Exercise goal: Give back exactly the lines running from the line with "let circumference = std::f32::consts::TAU" to the end of the entries, and only those lines.

Segment Open

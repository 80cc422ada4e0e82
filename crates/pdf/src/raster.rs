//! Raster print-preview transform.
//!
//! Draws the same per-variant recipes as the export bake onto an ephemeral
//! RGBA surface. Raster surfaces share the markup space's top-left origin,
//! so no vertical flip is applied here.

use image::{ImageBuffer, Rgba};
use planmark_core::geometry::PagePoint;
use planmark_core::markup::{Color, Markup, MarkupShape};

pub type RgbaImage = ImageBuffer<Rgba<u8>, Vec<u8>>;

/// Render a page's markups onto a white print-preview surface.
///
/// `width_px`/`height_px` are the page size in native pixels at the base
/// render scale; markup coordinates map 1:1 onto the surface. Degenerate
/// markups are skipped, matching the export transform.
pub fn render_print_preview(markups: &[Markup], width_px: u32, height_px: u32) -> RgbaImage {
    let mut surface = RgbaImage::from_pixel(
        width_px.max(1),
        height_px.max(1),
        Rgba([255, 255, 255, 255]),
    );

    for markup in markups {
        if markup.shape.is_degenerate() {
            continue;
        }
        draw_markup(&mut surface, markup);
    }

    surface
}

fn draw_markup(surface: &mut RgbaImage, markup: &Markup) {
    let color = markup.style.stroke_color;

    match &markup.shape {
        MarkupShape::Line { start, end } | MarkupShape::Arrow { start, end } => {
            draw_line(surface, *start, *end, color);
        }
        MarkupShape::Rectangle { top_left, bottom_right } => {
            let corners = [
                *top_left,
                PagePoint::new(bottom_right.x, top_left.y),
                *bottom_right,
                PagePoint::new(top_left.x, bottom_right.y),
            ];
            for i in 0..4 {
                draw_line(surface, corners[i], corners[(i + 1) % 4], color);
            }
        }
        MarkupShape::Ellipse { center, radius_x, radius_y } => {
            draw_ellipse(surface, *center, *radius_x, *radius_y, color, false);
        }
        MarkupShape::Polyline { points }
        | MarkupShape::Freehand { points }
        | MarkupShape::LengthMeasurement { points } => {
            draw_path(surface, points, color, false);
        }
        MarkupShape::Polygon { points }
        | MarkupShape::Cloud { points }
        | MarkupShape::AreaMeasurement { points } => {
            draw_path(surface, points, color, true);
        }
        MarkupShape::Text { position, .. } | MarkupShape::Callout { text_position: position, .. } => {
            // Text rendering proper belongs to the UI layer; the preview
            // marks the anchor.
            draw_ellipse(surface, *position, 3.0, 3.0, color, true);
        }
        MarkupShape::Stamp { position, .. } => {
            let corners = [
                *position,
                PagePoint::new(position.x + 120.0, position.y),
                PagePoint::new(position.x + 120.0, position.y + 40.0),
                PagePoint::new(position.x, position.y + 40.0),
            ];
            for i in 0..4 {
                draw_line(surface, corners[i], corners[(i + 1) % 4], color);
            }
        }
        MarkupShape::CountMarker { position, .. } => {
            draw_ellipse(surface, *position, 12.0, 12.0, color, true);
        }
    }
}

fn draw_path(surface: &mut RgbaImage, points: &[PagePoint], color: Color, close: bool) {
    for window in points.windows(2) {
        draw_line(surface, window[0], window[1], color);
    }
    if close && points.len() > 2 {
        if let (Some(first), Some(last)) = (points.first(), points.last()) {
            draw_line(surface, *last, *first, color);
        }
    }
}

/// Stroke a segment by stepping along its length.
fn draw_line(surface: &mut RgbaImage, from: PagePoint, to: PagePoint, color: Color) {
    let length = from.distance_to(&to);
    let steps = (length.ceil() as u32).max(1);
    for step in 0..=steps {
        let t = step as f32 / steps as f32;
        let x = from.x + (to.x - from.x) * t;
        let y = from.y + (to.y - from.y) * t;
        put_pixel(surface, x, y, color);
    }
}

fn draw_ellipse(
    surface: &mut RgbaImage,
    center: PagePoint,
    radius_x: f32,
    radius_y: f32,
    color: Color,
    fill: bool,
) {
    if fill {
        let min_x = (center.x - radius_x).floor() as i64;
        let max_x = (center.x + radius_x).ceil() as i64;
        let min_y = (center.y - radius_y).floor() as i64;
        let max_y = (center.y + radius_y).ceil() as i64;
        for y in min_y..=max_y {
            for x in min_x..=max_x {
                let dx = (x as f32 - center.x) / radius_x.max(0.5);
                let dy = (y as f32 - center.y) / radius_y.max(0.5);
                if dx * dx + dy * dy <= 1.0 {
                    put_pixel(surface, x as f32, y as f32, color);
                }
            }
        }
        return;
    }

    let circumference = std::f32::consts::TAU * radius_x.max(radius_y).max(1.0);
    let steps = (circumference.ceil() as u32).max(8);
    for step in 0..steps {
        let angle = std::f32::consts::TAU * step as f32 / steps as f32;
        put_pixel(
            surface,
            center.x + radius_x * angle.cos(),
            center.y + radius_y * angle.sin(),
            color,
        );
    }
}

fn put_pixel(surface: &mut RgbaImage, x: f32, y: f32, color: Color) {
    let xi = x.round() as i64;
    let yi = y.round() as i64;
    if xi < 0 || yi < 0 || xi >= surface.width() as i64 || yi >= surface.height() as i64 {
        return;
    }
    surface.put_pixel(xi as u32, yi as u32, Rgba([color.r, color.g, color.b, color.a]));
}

Segment Closed

Solution to the exercise:
    let circumference = std::f32::consts::TAU * radius_x.max(radius_y).max(1.0);
    let steps = (circumference.ceil() as u32).max(8);
    for step in 0..steps {
        let angle = std::f32::consts::TAU * step as f32 / steps as f32;
        put_pixel(
            surface,
            center.x + radius_x * angle.cos(),
            center.y + radius_y * angle.sin(),
            color,
        );
    }
}

fn put_pixel(surface: &mut RgbaImage, x: f32, y: f32, color: Color) {
    let xi = x.round() as i64;
    let yi = y.round() as i64;
    if xi < 0 || yi < 0 || xi >= surface.width() as i64 || yi >= surface.height() as i64 {
        return;
    }
    surface.put_pixel(xi as u32, yi as u32, Rgba([color.r, color.g, color.b, color.a]));
}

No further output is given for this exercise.